*** Opening of INPUT FOR THIS TASK ***
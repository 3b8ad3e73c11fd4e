//! Configuration
//!
//! Layered configuration for inventory locations, classification defaults and
//! logging. See [`ConfigLoader`] for source precedence.

pub mod facade;
pub mod merge;
pub mod paths;
pub mod sources;
pub mod storage_paths;

pub use facade::ConfigLoader;
pub use paths::xdg_root as xdg;
pub use storage_paths::StorageConfig;

use crate::cluster::repository::DEFAULT_OVERRIDE_FILE;
use crate::logging::LoggingConfig;
use crate::types::{DEFAULT_CLUSTER, DEFAULT_ENVIRONMENT, RESERVED_ATTRIBUTE_PREFIX};
use serde::{Deserialize, Serialize};

/// Top-level configuration.
#[derive(Debug, Clone, Default, Serialize, Deserialize)]
pub struct ReclassConfig {
    #[serde(default)]
    pub storage: StorageConfig,
    #[serde(default)]
    pub classification: ClassificationConfig,
    #[serde(default)]
    pub logging: LoggingConfig,
}

/// Defaults applied by the classification engine.
#[derive(Debug, Clone, PartialEq, Serialize, Deserialize)]
pub struct ClassificationConfig {
    /// Node path for records created by classification
    #[serde(default = "default_generated_path")]
    pub generated_path: String,

    /// Attribute keys with this prefix are dropped before evaluation
    #[serde(default = "default_reserved_prefix")]
    pub reserved_prefix: String,

    /// Cluster whose override file receives cluster parameters
    #[serde(default)]
    pub cluster: String,

    #[serde(default = "default_override_file")]
    pub override_file: String,

    #[serde(default = "default_cluster")]
    pub default_cluster: String,

    #[serde(default = "default_environment")]
    pub default_environment: String,
}

fn default_generated_path() -> String {
    "_generated".to_string()
}

fn default_reserved_prefix() -> String {
    RESERVED_ATTRIBUTE_PREFIX.to_string()
}

fn default_override_file() -> String {
    DEFAULT_OVERRIDE_FILE.to_string()
}

fn default_cluster() -> String {
    DEFAULT_CLUSTER.to_string()
}

fn default_environment() -> String {
    DEFAULT_ENVIRONMENT.to_string()
}

impl Default for ClassificationConfig {
    fn default() -> Self {
        Self {
            generated_path: default_generated_path(),
            reserved_prefix: default_reserved_prefix(),
            cluster: String::new(),
            override_file: default_override_file(),
            default_cluster: default_cluster(),
            default_environment: default_environment(),
        }
    }
}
*** Close of INPUT FOR THIS TASK ***
### PROBLEM
A single number is the whole answer here: the number of lines in the data that include "ConfigLoader".

### RESULT OF THIS TASK
2